++++ Data records ++++

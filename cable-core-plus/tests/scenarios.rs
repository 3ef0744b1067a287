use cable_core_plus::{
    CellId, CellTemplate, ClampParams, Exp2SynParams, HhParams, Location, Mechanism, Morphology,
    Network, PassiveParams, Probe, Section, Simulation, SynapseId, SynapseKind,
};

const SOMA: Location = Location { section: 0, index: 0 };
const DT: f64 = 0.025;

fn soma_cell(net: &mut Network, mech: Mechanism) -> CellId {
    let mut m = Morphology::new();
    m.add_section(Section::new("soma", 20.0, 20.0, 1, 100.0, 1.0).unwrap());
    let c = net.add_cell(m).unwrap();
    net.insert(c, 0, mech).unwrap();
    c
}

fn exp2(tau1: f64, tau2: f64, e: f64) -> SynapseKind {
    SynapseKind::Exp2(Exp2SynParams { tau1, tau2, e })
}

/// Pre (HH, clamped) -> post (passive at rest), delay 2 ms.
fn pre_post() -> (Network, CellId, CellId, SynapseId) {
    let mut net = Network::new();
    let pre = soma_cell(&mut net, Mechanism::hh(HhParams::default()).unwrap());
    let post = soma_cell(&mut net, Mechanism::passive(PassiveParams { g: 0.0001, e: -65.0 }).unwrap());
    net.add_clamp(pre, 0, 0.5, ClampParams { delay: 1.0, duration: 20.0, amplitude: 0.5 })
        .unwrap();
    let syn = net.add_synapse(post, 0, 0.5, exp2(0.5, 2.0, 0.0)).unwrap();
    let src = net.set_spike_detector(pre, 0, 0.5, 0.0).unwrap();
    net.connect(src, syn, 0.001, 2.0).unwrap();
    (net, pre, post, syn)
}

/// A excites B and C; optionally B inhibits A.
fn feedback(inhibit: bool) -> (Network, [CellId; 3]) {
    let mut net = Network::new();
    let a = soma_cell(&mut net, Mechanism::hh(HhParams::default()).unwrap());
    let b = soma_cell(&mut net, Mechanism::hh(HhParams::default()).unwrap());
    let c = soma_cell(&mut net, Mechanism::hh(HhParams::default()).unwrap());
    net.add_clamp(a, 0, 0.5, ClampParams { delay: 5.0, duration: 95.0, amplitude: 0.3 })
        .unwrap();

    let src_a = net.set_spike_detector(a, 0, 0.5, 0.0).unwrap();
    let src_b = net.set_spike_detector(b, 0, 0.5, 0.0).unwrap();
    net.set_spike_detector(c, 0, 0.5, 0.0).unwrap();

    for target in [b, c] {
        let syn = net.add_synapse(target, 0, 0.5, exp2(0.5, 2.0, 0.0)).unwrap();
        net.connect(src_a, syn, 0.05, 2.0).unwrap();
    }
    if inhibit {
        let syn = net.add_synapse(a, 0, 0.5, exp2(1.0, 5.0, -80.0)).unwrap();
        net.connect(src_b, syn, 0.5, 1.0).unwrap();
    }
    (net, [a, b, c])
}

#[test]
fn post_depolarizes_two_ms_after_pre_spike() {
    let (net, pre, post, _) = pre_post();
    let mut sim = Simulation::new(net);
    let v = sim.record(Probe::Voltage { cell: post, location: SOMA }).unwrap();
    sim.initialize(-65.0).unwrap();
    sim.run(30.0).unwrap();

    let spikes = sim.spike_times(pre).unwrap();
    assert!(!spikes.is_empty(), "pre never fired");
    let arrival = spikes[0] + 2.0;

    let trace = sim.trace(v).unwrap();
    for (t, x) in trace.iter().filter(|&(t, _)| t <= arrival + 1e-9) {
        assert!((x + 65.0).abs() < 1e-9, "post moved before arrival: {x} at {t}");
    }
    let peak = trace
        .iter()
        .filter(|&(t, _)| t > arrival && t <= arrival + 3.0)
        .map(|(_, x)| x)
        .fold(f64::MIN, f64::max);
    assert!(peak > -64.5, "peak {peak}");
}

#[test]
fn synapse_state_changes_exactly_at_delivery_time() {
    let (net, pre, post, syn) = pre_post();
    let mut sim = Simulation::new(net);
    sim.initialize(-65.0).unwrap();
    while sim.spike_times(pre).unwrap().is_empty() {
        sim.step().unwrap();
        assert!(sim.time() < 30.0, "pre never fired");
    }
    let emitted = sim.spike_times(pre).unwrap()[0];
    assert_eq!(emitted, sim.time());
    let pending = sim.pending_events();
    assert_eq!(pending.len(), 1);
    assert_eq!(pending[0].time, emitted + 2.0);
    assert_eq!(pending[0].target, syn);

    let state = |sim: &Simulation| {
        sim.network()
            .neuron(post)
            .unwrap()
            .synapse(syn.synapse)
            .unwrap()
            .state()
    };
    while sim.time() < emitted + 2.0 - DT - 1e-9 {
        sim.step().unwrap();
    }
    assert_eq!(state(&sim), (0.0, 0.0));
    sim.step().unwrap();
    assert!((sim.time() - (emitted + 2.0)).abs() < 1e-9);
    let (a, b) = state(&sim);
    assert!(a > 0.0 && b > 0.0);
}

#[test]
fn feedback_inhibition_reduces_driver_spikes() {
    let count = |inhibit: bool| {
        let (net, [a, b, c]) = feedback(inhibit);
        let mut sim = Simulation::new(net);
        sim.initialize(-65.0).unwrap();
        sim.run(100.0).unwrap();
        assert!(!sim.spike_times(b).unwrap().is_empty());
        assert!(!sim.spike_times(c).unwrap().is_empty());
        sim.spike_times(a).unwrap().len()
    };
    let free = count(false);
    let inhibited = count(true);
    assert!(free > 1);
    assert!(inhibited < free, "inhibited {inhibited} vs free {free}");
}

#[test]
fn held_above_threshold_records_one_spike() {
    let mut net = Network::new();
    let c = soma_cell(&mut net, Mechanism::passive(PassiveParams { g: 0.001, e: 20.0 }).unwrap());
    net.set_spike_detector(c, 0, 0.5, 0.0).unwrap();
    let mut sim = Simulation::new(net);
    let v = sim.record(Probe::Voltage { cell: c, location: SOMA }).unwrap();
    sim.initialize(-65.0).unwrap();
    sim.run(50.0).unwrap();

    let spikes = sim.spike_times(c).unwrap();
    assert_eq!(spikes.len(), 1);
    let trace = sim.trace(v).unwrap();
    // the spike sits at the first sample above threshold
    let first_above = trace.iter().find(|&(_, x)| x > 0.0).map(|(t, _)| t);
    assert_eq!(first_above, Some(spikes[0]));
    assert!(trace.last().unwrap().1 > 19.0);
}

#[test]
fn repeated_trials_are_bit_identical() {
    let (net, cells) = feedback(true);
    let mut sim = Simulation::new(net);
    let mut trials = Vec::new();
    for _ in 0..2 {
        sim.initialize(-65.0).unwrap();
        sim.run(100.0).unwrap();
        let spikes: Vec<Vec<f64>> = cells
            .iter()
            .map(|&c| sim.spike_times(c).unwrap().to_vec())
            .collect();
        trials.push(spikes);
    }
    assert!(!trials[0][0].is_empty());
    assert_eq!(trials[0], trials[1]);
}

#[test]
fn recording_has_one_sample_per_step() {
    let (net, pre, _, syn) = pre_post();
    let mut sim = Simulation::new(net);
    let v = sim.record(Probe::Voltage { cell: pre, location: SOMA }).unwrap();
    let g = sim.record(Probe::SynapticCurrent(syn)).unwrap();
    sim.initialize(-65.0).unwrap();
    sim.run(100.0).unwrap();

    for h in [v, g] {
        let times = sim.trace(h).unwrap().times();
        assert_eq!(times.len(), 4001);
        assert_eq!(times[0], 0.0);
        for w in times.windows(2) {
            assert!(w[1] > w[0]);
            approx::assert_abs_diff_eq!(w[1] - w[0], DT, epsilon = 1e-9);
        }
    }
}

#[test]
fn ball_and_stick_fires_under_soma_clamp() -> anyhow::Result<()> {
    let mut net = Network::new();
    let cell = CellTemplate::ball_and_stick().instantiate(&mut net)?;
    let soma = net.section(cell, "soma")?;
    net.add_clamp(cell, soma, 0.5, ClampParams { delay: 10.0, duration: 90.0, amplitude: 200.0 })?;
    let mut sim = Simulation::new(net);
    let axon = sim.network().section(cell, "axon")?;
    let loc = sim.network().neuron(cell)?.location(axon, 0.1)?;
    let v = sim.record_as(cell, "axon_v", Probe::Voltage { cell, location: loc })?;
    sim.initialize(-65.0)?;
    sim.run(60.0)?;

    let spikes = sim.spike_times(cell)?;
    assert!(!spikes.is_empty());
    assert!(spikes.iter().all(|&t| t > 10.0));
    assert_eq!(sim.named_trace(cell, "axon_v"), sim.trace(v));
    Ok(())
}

++++
++++ Data records ++++

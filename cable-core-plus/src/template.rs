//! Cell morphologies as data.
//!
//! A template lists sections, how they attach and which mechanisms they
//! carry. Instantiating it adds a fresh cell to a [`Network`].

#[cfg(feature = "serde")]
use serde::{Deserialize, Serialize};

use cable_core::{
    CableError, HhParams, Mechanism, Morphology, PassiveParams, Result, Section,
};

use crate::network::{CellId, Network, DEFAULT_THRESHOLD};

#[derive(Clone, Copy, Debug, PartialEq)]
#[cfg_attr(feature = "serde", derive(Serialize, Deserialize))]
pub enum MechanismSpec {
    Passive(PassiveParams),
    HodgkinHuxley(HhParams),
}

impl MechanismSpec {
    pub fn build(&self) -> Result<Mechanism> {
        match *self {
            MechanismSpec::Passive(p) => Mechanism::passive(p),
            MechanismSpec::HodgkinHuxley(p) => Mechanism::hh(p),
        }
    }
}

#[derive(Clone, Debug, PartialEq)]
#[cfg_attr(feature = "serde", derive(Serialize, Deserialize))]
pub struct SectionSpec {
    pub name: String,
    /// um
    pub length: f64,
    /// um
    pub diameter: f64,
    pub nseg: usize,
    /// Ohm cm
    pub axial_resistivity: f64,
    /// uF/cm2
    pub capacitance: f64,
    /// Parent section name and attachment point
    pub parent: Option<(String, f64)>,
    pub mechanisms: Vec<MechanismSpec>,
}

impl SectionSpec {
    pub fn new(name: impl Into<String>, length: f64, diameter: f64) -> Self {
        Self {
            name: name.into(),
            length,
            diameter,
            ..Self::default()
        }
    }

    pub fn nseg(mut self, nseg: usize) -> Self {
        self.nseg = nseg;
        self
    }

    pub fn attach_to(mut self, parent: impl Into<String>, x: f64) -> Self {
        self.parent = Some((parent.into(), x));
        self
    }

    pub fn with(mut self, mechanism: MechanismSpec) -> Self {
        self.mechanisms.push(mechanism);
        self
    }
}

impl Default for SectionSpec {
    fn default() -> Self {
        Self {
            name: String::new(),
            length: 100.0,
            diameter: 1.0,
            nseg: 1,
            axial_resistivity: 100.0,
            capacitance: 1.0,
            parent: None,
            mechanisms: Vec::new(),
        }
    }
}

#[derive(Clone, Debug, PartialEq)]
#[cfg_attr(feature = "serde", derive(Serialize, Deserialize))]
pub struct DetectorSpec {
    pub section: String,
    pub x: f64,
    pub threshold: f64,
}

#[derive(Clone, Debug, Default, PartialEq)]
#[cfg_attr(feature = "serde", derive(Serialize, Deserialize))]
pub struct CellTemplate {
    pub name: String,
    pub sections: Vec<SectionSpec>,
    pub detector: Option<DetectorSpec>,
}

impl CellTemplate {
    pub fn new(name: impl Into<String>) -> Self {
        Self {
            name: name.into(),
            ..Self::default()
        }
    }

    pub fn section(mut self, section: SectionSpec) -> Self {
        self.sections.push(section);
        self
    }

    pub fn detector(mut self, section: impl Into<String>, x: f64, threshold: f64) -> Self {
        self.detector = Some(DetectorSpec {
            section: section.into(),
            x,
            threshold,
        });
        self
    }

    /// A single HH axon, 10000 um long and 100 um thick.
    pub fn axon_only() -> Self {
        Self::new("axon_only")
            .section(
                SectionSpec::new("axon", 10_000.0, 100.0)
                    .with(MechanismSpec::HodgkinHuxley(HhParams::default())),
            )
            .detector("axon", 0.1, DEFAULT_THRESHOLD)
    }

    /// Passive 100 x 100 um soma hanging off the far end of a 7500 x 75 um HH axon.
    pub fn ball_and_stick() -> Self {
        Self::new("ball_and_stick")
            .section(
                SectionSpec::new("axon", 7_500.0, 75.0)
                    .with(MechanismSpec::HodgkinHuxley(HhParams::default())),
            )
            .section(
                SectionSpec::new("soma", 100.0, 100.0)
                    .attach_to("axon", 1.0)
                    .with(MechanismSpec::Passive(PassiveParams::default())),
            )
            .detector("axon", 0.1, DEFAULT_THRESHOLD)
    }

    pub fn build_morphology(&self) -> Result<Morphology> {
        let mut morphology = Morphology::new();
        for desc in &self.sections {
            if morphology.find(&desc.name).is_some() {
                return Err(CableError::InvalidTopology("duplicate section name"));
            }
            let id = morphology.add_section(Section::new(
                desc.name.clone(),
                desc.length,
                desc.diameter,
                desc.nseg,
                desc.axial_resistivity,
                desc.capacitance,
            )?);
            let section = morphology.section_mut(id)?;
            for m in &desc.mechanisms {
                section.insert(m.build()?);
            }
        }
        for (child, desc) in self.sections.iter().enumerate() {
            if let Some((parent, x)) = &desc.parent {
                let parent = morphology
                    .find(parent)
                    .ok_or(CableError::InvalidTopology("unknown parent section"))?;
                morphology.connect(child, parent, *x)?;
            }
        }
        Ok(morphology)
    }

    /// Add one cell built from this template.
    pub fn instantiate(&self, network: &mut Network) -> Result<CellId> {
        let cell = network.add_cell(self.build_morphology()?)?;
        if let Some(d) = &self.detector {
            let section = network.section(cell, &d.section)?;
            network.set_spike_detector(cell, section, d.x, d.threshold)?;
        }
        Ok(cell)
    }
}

++++
++++ Data records ++++

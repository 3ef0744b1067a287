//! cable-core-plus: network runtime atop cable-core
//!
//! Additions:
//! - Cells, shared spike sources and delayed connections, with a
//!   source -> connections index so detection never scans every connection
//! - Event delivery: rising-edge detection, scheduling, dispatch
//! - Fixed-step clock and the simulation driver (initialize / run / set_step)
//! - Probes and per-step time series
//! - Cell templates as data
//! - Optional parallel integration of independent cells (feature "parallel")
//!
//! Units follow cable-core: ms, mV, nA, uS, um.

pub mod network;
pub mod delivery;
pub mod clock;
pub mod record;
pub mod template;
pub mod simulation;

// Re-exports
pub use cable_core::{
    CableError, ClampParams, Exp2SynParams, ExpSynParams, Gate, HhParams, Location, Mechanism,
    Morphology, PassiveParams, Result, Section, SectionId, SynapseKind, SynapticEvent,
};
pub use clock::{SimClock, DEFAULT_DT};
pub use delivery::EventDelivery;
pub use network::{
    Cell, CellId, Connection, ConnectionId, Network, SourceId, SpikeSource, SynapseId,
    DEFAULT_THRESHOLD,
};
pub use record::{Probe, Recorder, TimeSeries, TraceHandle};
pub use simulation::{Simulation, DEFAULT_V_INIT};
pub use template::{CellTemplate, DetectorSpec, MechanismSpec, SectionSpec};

++++

### What the task requires
Tally the lines above that contain the word "CableError", and reply with only the number.

### Answer below
4